The announcement by the UK government of a revised timetable for sanitary and phytosanitary (SPS) checks and controls “removes uncertainty in our key export for the next number of months”, according to the Irish Farmers’ Association (IFA).

However, an “unacceptable price gap of 12c/kg” must now be closed between the latest Prime Export Benchmark price and the Irish Prime Composite price – indicators of prices being paid abroad and at home respectively.

Commenting on the move made by the UK government last week – which will see a six-month extension put on the current time schedule – IFA Beef Committee chairman Brendan Golden said:

“Factories can continue to access the market without the uncertainty of the impact of additional checks and controls that were scheduled for April and July.”

Describing this as a very positive development for beef sales, the chairman stressed that this clarity “must be returned in higher prices to farmers”.

Reinforcing this point, he said that this means “no new impediments” in beef exports to the UK for the coming months, adding the “strong demand for beef in that market must come through in beef prices”.

The additional access to the Japanese market for minced beef is a positive development for beef exports and must translate into higher returns, he noted.

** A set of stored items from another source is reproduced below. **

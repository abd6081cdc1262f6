//! # DenseND - Trait Implementations
//!
//! ## Implemented Traits
//!
//! - `Index`
//! - `PartialEq` (same shape and same elements)
//! - `Debug`

use super::types::DenseND;
use scirs2_core::ndarray_ext::IxDyn;
use std::fmt;

impl<T> std::ops::Index<&[usize]> for DenseND<T> {
    type Output = T;
    fn index(&self, index: &[usize]) -> &Self::Output {
        &self.data[IxDyn(index)]
    }
}

impl<T: PartialEq> PartialEq for DenseND<T> {
    fn eq(&self, other: &Self) -> bool {
        self.data == other.data
    }
}

impl<T: fmt::Debug> fmt::Debug for DenseND<T> {
    fn fmt(&self, f: &mut fmt::Formatter<'_>) -> fmt::Result {
        f.debug_struct("DenseND")
            .field("shape", &self.data.shape())
            .field("data", &self.data)
            .finish()
    }
}

#[cfg(test)]
mod tests {
    use super::*;

    #[test]
    fn test_structural_equality() {
        let a = DenseND::from_vec(vec![1, 2, 3, 4], &[2, 2]).unwrap();
        let b = DenseND::from_vec(vec![1, 2, 3, 4], &[2, 2]).unwrap();
        let c = DenseND::from_vec(vec![1, 2, 3, 4], &[4]).unwrap();
        assert_eq!(a, b);
        assert_ne!(a, c);
    }

    #[test]
    fn test_index() {
        let a = DenseND::from_vec(vec![1, 2, 3, 4, 5, 6], &[2, 3]).unwrap();
        let idx: &[usize] = &[1, 2];
        assert_eq!(a[idx], 6);
    }
}
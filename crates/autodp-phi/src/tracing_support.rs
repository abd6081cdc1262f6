//! Structured logging for owner-merging decisions
//!
//! Escalations, refused comparisons and row-wise dispatch are reported as
//! `tracing` events. [`init_tracing`] installs a `tracing-subscriber` sink
//! shaped by [`PhiConfig`]:
//!
//! - `log_format` (`AUTODP_LOG_FORMAT`): `pretty` (default), `compact` or `json`
//! - `log_filter` (`AUTODP_LOG`), else `RUST_LOG`, else [`DEFAULT_FILTER`]
//!
//! ```no_run
//! use autodp_phi::tracing_support::init_tracing;
//! use autodp_phi::PhiConfig;
//!
//! init_tracing(&PhiConfig::from_env()).unwrap();
//! ```
//!
//! Without the `tracing` feature every function here is a no-op.

use crate::config::PhiConfig;
use crate::entity::Entity;

/// Filter used when neither the configuration nor `RUST_LOG` names one.
pub const DEFAULT_FILTER: &str = "autodp_phi=info";

/// Layout of emitted log lines
#[derive(Debug, Clone, Copy, Default, PartialEq, Eq)]
pub enum LogFormat {
    #[default]
    Pretty,
    /// One line per event
    Compact,
    Json,
}

impl LogFormat {
    /// Case-insensitive lookup; unknown names give `None`.
    pub fn from_name(name: &str) -> Option<Self> {
        match name.trim().to_ascii_lowercase().as_str() {
            "pretty" => Some(LogFormat::Pretty),
            "compact" => Some(LogFormat::Compact),
            "json" => Some(LogFormat::Json),
            _ => None,
        }
    }
}

/// Install the global subscriber described by `config`.
///
/// Only one subscriber can be installed per process; later calls fail.
#[cfg(feature = "tracing")]
pub fn init_tracing(config: &PhiConfig) -> anyhow::Result<()> {
    use tracing_subscriber::{
        fmt, layer::SubscriberExt, util::SubscriberInitExt, EnvFilter, Layer, Registry,
    };

    let filter = EnvFilter::try_new(config.log_directive())?;
    let layer: Box<dyn Layer<Registry> + Send + Sync> = match config.log_format {
        LogFormat::Pretty => fmt::layer().pretty().boxed(),
        LogFormat::Compact => fmt::layer().compact().boxed(),
        LogFormat::Json => fmt::layer().json().boxed(),
    };
    tracing_subscriber::registry()
        .with(layer.with_filter(filter))
        .try_init()?;
    Ok(())
}

#[cfg(not(feature = "tracing"))]
pub fn init_tracing(_config: &PhiConfig) -> anyhow::Result<()> {
    Ok(())
}

/// A binary operation merged several owners into a gamma result.
#[cfg(feature = "tracing")]
pub fn record_escalation(op: &str, entities: &[Entity]) {
    let names: Vec<&str> = entities.iter().map(Entity::name).collect();
    tracing::debug!(
        operation = op,
        entity_count = entities.len(),
        entities = ?names,
        "escalated_to_gamma"
    );
}

#[cfg(not(feature = "tracing"))]
pub fn record_escalation(_op: &str, _entities: &[Entity]) {}

/// A comparison spanning owners was refused.
#[cfg(feature = "tracing")]
pub fn record_refused_comparison(op: &str, lhs: &str, rhs: &str) {
    tracing::debug!(operation = op, lhs = lhs, rhs = rhs, "comparison_refused");
}

#[cfg(not(feature = "tracing"))]
pub fn record_refused_comparison(_op: &str, _lhs: &str, _rhs: &str) {}

/// An operation was applied row by row.
#[cfg(feature = "tracing")]
pub fn record_row_dispatch(op: &str, rows: usize, operand: &str) {
    tracing::trace!(operation = op, rows = rows, operand = operand, "row_dispatch");
}

#[cfg(not(feature = "tracing"))]
pub fn record_row_dispatch(_op: &str, _rows: usize, _operand: &str) {}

Golden said numbers are tight, with UK supplies predicted to be down 5% this year and beef sales in supermarkets continuing to show both volume and value growth. Prices in the UK are strengthening, he added.

“Easter will increase demand in supermarkets and the gradual re-opening of the food service sector as vaccinations are rolled out will further increase demand for beef,” he said.

The latest Prime Export Benchmark price shows continued growth in our key markets for beef, rising by a further 1c/kg to €3.83/kg. The Irish Prime Composite price rose by 2c/kg for the same period to €3.71/kg.

The chairman said this still leaves an “unacceptable price gap of 12c/kg” which must be closed.

Claiming that factories “have no excuses left”, Golden said:

“The uncertainty of access issues to the UK market has been removed, demand is strong and prices are rising across our key markets.

He said factories are paying €3.80/kg for steers, up to €3.90/kg for heifers and are prepared to do deals for larger numbers above these levels including paying increased breed bonuses.

Young bulls are making €3.70/kg to €3.95/kg, cows are making €3.00/kg to €3.50/kg depending on grade.

Golden said farmers should demand immediate price increases to reflect the strength of the market; the removal of Brexit uncertainty; and the growing demand for beef.